- Problem to solve -
Search term "crate": copy each line of the data containing it.

- Dataset entries -
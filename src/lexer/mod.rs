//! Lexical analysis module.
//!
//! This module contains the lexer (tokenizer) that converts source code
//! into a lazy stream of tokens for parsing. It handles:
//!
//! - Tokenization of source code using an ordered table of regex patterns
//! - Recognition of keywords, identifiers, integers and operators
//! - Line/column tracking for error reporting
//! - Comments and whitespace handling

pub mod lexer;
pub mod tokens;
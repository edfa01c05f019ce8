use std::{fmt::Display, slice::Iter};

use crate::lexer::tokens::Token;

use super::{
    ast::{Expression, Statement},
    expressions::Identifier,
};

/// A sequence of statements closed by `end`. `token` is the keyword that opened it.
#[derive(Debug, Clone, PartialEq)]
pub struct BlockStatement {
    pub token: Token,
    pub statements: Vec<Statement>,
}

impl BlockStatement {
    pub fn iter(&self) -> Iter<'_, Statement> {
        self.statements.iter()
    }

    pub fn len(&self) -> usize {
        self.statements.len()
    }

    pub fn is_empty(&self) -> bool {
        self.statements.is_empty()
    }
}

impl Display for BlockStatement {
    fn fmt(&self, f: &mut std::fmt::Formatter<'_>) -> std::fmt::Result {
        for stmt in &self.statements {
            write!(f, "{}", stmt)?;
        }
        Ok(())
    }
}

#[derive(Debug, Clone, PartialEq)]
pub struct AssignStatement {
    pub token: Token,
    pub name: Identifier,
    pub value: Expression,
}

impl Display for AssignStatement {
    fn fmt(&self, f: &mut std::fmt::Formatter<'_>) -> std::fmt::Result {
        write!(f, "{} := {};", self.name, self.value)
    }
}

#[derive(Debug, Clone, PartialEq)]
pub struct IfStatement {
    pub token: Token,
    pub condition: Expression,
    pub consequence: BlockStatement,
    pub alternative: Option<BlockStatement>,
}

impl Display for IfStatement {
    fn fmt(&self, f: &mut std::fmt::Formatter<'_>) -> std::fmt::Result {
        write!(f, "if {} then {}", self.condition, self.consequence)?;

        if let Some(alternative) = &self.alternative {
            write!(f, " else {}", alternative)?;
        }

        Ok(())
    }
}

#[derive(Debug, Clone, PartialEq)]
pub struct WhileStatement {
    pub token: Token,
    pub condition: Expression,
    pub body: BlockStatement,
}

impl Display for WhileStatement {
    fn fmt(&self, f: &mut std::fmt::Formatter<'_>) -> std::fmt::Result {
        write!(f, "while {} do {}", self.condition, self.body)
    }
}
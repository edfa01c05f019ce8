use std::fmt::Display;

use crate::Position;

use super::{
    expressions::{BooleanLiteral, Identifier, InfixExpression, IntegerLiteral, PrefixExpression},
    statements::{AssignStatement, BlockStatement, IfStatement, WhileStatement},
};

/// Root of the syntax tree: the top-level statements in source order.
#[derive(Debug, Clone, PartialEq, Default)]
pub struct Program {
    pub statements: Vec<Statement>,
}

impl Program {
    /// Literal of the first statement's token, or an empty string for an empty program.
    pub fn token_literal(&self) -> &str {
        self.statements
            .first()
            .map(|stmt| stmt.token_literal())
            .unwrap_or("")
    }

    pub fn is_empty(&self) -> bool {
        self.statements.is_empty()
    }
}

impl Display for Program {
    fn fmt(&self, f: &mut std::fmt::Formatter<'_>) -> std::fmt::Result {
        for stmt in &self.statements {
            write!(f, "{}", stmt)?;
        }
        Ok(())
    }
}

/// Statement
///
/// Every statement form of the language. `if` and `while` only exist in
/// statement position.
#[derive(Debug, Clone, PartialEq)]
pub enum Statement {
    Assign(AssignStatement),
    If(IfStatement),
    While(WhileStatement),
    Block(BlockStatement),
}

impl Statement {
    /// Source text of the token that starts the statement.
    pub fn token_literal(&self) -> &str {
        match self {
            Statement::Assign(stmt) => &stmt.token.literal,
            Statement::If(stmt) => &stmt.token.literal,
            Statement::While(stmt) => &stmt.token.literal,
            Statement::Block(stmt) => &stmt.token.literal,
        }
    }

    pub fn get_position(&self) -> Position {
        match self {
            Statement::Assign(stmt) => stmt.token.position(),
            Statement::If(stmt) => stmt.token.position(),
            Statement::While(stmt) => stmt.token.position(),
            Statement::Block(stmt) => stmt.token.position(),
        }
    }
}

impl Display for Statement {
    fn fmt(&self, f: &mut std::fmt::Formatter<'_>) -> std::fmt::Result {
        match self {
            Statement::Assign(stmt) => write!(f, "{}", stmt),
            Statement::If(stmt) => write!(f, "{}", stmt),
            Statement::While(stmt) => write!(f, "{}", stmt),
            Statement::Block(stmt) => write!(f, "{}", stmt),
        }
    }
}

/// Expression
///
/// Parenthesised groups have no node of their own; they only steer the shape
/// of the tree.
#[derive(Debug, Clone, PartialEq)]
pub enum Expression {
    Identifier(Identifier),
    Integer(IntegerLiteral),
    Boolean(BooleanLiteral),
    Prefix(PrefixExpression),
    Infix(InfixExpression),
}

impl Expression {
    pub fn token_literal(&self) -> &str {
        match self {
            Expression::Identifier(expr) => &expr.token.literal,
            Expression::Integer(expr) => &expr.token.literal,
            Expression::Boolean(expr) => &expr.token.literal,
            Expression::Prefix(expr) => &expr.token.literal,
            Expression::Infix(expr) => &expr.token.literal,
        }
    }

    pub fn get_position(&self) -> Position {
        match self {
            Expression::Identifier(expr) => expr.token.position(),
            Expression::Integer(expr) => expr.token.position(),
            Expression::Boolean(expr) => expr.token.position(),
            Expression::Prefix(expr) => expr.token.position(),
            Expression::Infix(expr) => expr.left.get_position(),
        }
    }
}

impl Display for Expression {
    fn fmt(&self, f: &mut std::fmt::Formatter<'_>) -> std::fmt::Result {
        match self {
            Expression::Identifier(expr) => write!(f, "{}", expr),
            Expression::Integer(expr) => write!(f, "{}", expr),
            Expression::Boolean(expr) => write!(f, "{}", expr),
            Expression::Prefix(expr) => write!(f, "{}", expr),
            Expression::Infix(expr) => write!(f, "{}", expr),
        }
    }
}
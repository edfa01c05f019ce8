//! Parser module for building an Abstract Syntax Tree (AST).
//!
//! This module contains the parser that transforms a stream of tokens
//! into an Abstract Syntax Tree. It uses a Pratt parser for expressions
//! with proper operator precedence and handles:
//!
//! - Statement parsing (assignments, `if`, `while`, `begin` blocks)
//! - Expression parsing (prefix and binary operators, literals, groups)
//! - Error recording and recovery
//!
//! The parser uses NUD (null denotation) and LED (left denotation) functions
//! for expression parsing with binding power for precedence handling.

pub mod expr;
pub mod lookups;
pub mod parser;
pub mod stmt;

- Response to this task -
use crate::lexer::tokens::Token;
use crate::Position;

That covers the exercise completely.